La carta de las tías las había revivido en mi recuerdo. Me parecía oír a Alison: «Hablas sin pensar, Judith. De este modo puedes hacerte mucho daño. Cuando vayas a estallar diciendo algo es mejor que te contengas y cuentes hasta diez».

Ahora podía contar hasta diez, pero no me servía de nada. Tenía que cuidar mi lengua. No debía decir nada que pudiera lamentar después. Me pregunté cómo reaccionaría Tybalt ante una mujer celosa.

¿Por qué se retrasaba tanto con Tabitha? ¿Acaso estaban celebrando su libertad?

Una ira salvaje creció en mí. Se había casado conmigo porque sabía que yo era hija de Sir Ralph. ¿Era así? ¿Cómo podía haberlo sabido? Se había casado conmigo porque sabía que yo iba a heredar mucho dinero. ¿Lo había sabido? Se había casado conmigo porque Tabitha no era libre. Eso lo sabía.

No sabía nada concreto, y sin embargo, ¿por qué seguían aquellos pensamientos en mi mente? ¿Por qué me había propuesto matrimonio tan bruscamente? ¿Por qué yo siempre había sabido que había una relación especial entre él y Tabitha? Tybalt estaba dedicado a su profesión, a esta expedición en particular, y necesitaba dinero para financiarla…

Amaba absolutamente a Tybalt. Mi vida no tenía sentido sin él y dudaba de él; sospechaba que amaba a otra mujer, una mujer que, hasta este momento, había estado ligada por un cruel matrimonio. Y ahora era libre.

Se oyeron pasos junto a la puerta. Volvía Tybalt.

Cerré los ojos porque no me atrevía a hablar. Temía decir todas estas sospechas que poblaban mi mente. Temía que, si lo enfrentaba con mis dudas y miedos, los confirmara.

Quedé quieta, fingiendo dormir.

Él se sentó en una silla y pareció abstraído en sus pensamientos. Comprendí que pensaba: ¡Tabitha es libre!

Debió haber permanecido sentado allí una hora. Y yo fingí seguir durmiendo.

¿Por qué todo parece distinto cuando sale el sol?

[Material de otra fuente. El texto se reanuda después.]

/// Bind a caller argument object against the declared parameters.
///
/// Explicit `null` counts as absent. Missing values take the declared
/// default when there is one; a missing required parameter and any argument
/// the endpoint never declared are both rejected.
fn bind_arguments(params: &[ParamSpec], mut args: JsonObject) -> Result<JsonObject, InvokeError> {
    let mut bound = JsonObject::new();

    for param in params {
        match args.remove(&param.name) {
            Some(value) if !value.is_null() => {
                check_kind(param, &value)?;
                bound.insert(param.name.clone(), value);
            }
            _ => match &param.default {
                Some(default) if !default.is_null() => {
                    bound.insert(param.name.clone(), default.clone());
                }
                _ if param.required => {
                    return Err(InvokeError::InvalidArguments(format!(
                        "missing required argument '{}'",
                        param.name
                    )));
                }
                _ => {}
            },
        }
    }

    if let Some(name) = args.keys().next() {
        return Err(InvokeError::InvalidArguments(format!(
            "unexpected argument '{}'",
            name
        )));
    }

    Ok(bound)
}
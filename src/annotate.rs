//! Registration side-table
//!
//! Intent to expose an endpoint lives here, keyed by endpoint identifier,
//! instead of being written onto host handler objects. The scanner consults
//! the store; endpoints without an entry fall back to auto-exposure policy.

use std::collections::HashMap;

use serde::{Deserialize, Serialize};

/// Overrides for an endpoint exposed as a tool.
#[derive(Debug, Clone, Default, Serialize, Deserialize)]
pub struct ToolMeta {
    /// Tool name; defaults to the endpoint identifier.
    pub name: Option<String>,
    pub title: Option<String>,
    pub description: Option<String>,
}

impl ToolMeta {
    pub fn new() -> Self {
        Self::default()
    }

    pub fn named(mut self, name: impl Into<String>) -> Self {
        self.name = Some(name.into());
        self
    }

    pub fn titled(mut self, title: impl Into<String>) -> Self {
        self.title = Some(title.into());
        self
    }

    pub fn describe(mut self, text: impl Into<String>) -> Self {
        self.description = Some(text.into());
        self
    }
}

/// Overrides for an endpoint exposed as a resource.
#[derive(Debug, Clone, Default, Serialize, Deserialize)]
pub struct ResourceMeta {
    /// URI template, e.g. `"notes://{id}"`. Defaults to a URI derived
    /// from the endpoint path.
    pub uri_template: Option<String>,
    pub name: Option<String>,
    pub title: Option<String>,
    pub description: Option<String>,
    /// Defaults to `application/json`; results are serialized JSON.
    pub mime_type: Option<String>,
}

impl ResourceMeta {
    pub fn new() -> Self {
        Self::default()
    }

    pub fn at(mut self, uri_template: impl Into<String>) -> Self {
        self.uri_template = Some(uri_template.into());
        self
    }

    pub fn named(mut self, name: impl Into<String>) -> Self {
        self.name = Some(name.into());
        self
    }

    pub fn titled(mut self, title: impl Into<String>) -> Self {
        self.title = Some(title.into());
        self
    }

    pub fn describe(mut self, text: impl Into<String>) -> Self {
        self.description = Some(text.into());
        self
    }

    pub fn mime(mut self, mime_type: impl Into<String>) -> Self {
        self.mime_type = Some(mime_type.into());
        self
    }
}

/// Intents recorded for one endpoint.
///
/// An endpoint may be exposed as a tool, a resource, or both at once; the
/// scanner registers every intent present.
#[derive(Debug, Clone, Default)]
pub struct EndpointIntents {
    pub tool: Option<ToolMeta>,
    pub resource: Option<ResourceMeta>,
}

/// Side-table of registration intents, keyed by endpoint identifier.
///
/// Tool and resource intents for the same identifier coexist. Annotating
/// an identifier again with the same kind replaces that kind only.
#[derive(Debug, Default)]
pub struct AnnotationStore {
    entries: HashMap<String, EndpointIntents>,
}

impl AnnotationStore {
    pub fn new() -> Self {
        Self::default()
    }

    /// Record tool intent for an endpoint.
    pub fn tool(mut self, identifier: impl Into<String>, meta: ToolMeta) -> Self {
        self.insert_tool(identifier, meta);
        self
    }

    /// Record resource intent for an endpoint.
    pub fn resource(mut self, identifier: impl Into<String>, meta: ResourceMeta) -> Self {
        self.insert_resource(identifier, meta);
        self
    }

    pub fn insert_tool(&mut self, identifier: impl Into<String>, meta: ToolMeta) {
        self.entries.entry(identifier.into()).or_default().tool = Some(meta);
    }

    pub fn insert_resource(&mut self, identifier: impl Into<String>, meta: ResourceMeta) {
        self.entries.entry(identifier.into()).or_default().resource = Some(meta);
    }

    pub fn get(&self, identifier: &str) -> Option<&EndpointIntents> {
        self.entries.get(identifier)
    }

    pub fn len(&self) -> usize {
        self.entries.len()
    }

    pub fn is_empty(&self) -> bool {
        self.entries.is_empty()
    }
}
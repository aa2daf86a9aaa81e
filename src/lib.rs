pub mod annotate;
pub mod config;
pub mod demo;
pub mod dispatch;
pub mod endpoint;
pub mod lifecycle;
pub mod mcp_bridge;
pub mod registry;
pub mod schema;
pub mod transport;

// Re-export commonly used items
pub use annotate::{AnnotationStore, EndpointIntents, ResourceMeta, ToolMeta};
pub use config::{McpConfig, TransportKind};
pub use dispatch::{Dispatcher, InvokeError, ResourceContent};
pub use endpoint::{
    handler, typed_handler, EndpointDescriptor, EndpointError, EndpointSource, HttpMethod,
    JsonObject, ParamKind, ParamSpec,
};
pub use lifecycle::{Gantry, LifecycleError, LifecycleState};
pub use mcp_bridge::GantryMcpBridge;
pub use registry::{scan, DispatchMaps, ExposurePolicy, ScanError, UriTemplate};
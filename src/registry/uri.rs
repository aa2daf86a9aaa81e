//! Resource URI templates
//!
//! Templates look like `notes://{id}` or `gantry://health`: a scheme, literal
//! segments, and `{name}` placeholders that each match one path segment.

use std::fmt;

use regex::Regex;
use thiserror::Error;

#[derive(Debug, Error)]
pub enum TemplateError {
    #[error("empty template")]
    Empty,
    #[error("missing scheme (expected `scheme://...`)")]
    MissingScheme,
    #[error("unclosed `{{` at byte {0}")]
    Unclosed(usize),
    #[error("unexpected `}}` at byte {0}")]
    UnexpectedClose(usize),
    #[error("empty placeholder")]
    EmptyPlaceholder,
    #[error("invalid placeholder name `{0}`")]
    InvalidPlaceholder(String),
    #[error("duplicate placeholder `{0}`")]
    DuplicatePlaceholder(String),
    #[error("invalid pattern: {0}")]
    Pattern(#[from] regex::Error),
}

/// A parsed resource URI template.
#[derive(Clone)]
pub struct UriTemplate {
    raw: String,
    params: Vec<String>,
    pattern: Regex,
}

fn valid_placeholder(name: &str) -> bool {
    let mut chars = name.chars();
    match chars.next() {
        Some(c) if c.is_ascii_alphabetic() || c == '_' => {}
        _ => return false,
    }
    chars.all(|c| c.is_ascii_alphanumeric() || c == '_')
}

impl UriTemplate {
    /// Parse and validate a template string.
    pub fn parse(raw: &str) -> Result<Self, TemplateError> {
        if raw.is_empty() {
            return Err(TemplateError::Empty);
        }
        let scheme_end = raw.find("://").ok_or(TemplateError::MissingScheme)?;
        if scheme_end == 0 {
            return Err(TemplateError::MissingScheme);
        }
        if let Some(brace) = raw.find('{') {
            if brace < scheme_end {
                return Err(TemplateError::MissingScheme);
            }
        }

        let mut params = Vec::new();
        let mut pattern = String::from("^");
        let mut literal = String::new();
        let mut chars = raw.char_indices();

        while let Some((i, c)) = chars.next() {
            match c {
                '{' => {
                    pattern.push_str(&regex::escape(&literal));
                    literal.clear();

                    let mut name = String::new();
                    let mut closed = false;
                    for (_, c) in chars.by_ref() {
                        if c == '}' {
                            closed = true;
                            break;
                        }
                        name.push(c);
                    }
                    if !closed {
                        return Err(TemplateError::Unclosed(i));
                    }
                    if name.is_empty() {
                        return Err(TemplateError::EmptyPlaceholder);
                    }
                    if !valid_placeholder(&name) {
                        return Err(TemplateError::InvalidPlaceholder(name));
                    }
                    if params.contains(&name) {
                        return Err(TemplateError::DuplicatePlaceholder(name));
                    }
                    params.push(name);
                    pattern.push_str("([^/]+)");
                }
                '}' => return Err(TemplateError::UnexpectedClose(i)),
                c => literal.push(c),
            }
        }
        pattern.push_str(&regex::escape(&literal));
        pattern.push('$');

        let pattern = Regex::new(&pattern)?;
        Ok(Self {
            raw: raw.to_string(),
            params,
            pattern,
        })
    }

    /// The template exactly as written.
    pub fn raw(&self) -> &str {
        &self.raw
    }

    /// Placeholder names in template order.
    pub fn params(&self) -> &[String] {
        &self.params
    }

    /// True when the template has no placeholders.
    pub fn is_concrete(&self) -> bool {
        self.params.is_empty()
    }

    /// Match a URI against this template.
    ///
    /// Returns placeholder name/value pairs in template order, or `None` if
    /// the URI does not fit. Each placeholder matches a single segment.
    pub fn matches(&self, uri: &str) -> Option<Vec<(String, String)>> {
        let captures = self.pattern.captures(uri)?;
        Some(
            self.params
                .iter()
                .zip(captures.iter().skip(1))
                .filter_map(|(name, m)| m.map(|m| (name.clone(), m.as_str().to_string())))
                .collect(),
        )
    }
}

impl fmt::Display for UriTemplate {
    fn fmt(&self, f: &mut fmt::Formatter<'_>) -> fmt::Result {
        f.write_str(&self.raw)
    }
}

impl fmt::Debug for UriTemplate {
    fn fmt(&self, f: &mut fmt::Formatter<'_>) -> fmt::Result {
        f.debug_tuple("UriTemplate").field(&self.raw).finish()
    }
}

impl PartialEq for UriTemplate {
    fn eq(&self, other: &Self) -> bool {
        self.raw == other.raw
    }
}

impl Eq for UriTemplate {}
//! Schema generation
//!
//! Builds the JSON Schema advertised for each tool from its declared
//! parameters, and the reverse: deriving parameter declarations from a Rust
//! type so typed handlers describe themselves.

use std::collections::HashSet;

use schemars::JsonSchema;
use serde_json::Value;

use crate::endpoint::{JsonObject, ParamKind, ParamSpec};

/// Build a tool input schema from declared parameters.
///
/// Root is always `"type": "object"`. Defaults and descriptions carry over
/// into the per-property schemas.
pub fn input_schema(params: &[ParamSpec]) -> JsonObject {
    let mut properties = JsonObject::new();
    let mut required: Vec<Value> = Vec::new();

    for param in params {
        let mut property = JsonObject::new();
        property.insert("type".to_string(), Value::String(param.kind.json_type().to_string()));
        if let Some(text) = &param.description {
            property.insert("description".to_string(), Value::String(text.clone()));
        }
        if let Some(default) = &param.default {
            property.insert("default".to_string(), default.clone());
        }
        properties.insert(param.name.clone(), Value::Object(property));
        if param.required {
            required.push(Value::String(param.name.clone()));
        }
    }

    let mut schema = JsonObject::new();
    schema.insert("type".to_string(), Value::String("object".to_string()));
    schema.insert("properties".to_string(), Value::Object(properties));
    schema.insert("required".to_string(), Value::Array(required));
    schema
}

/// Derive parameter declarations from a type's JSON Schema.
///
/// Used by typed handlers: the input struct derives `JsonSchema` and its
/// top-level properties become the tool parameters. Nullable unions take
/// their first non-null type; anything without a recognizable type falls
/// back to string.
pub fn params_from_schema<T: JsonSchema>() -> Vec<ParamSpec> {
    let schema = serde_json::to_value(schemars::schema_for!(T)).expect("Schema should serialize");

    let required: HashSet<String> = schema
        .get("required")
        .and_then(Value::as_array)
        .map(|names| {
            names
                .iter()
                .filter_map(Value::as_str)
                .map(str::to_string)
                .collect()
        })
        .unwrap_or_default();

    let Some(properties) = schema.get("properties").and_then(Value::as_object) else {
        return Vec::new();
    };

    properties
        .iter()
        .map(|(name, property)| ParamSpec {
            name: name.clone(),
            kind: kind_of(property),
            required: required.contains(name),
            default: property.get("default").cloned(),
            description: property
                .get("description")
                .and_then(Value::as_str)
                .map(str::to_string),
        })
        .collect()
}

fn kind_of(property: &Value) -> ParamKind {
    match property.get("type") {
        Some(Value::String(name)) => ParamKind::from_json_type(name).unwrap_or(ParamKind::String),
        Some(Value::Array(names)) => names
            .iter()
            .filter_map(Value::as_str)
            .find(|name| *name != "null")
            .and_then(ParamKind::from_json_type)
            .unwrap_or(ParamKind::String),
        _ => ParamKind::String,
    }
}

Había una deslumbradora luz blanca en el cielo, que no se podía mirar, y en Inglaterra el tiempo era bueno, y se lo apreciaba más cuando no se podía contar con que fuera así todos los días. Pero bastaba que apareciera y los miedos abrumadores de la noche empezaban a disiparse.

¡Qué tonta había sido! Tybalt me amaba. Lo había demostrado claramente. Pero al mismo tiempo sentía cariño por otras personas, Tabitha entre ellas. Había formado parte de la casa antes que yo, era una amiga de la familia y, naturalmente los asuntos de Tabitha lo preocupaban bastante. Nanny Tester divagaba. Era evidente. Le había tomado una irrazonable antipatía a Tabitha, y yo había construido mis sospechas sobre eso.

Podía verlo claramente a la luz del día.

Me reí de mí misma. Estaba tan trastornada como Theodosia.

Empecé a darme cuenta de que había empezado a estar inquieta desde la Fiesta del Nilo. Si pudiera ver a Yasmín y hablar con ella como antes, las cosas serían distintas. No me gustaban los misterios.

* * *

Theodosia no se sentía bien y Tabitha se ofreció a acompañarme al zoco. Naturalmente hablamos de la noticia que había recibido.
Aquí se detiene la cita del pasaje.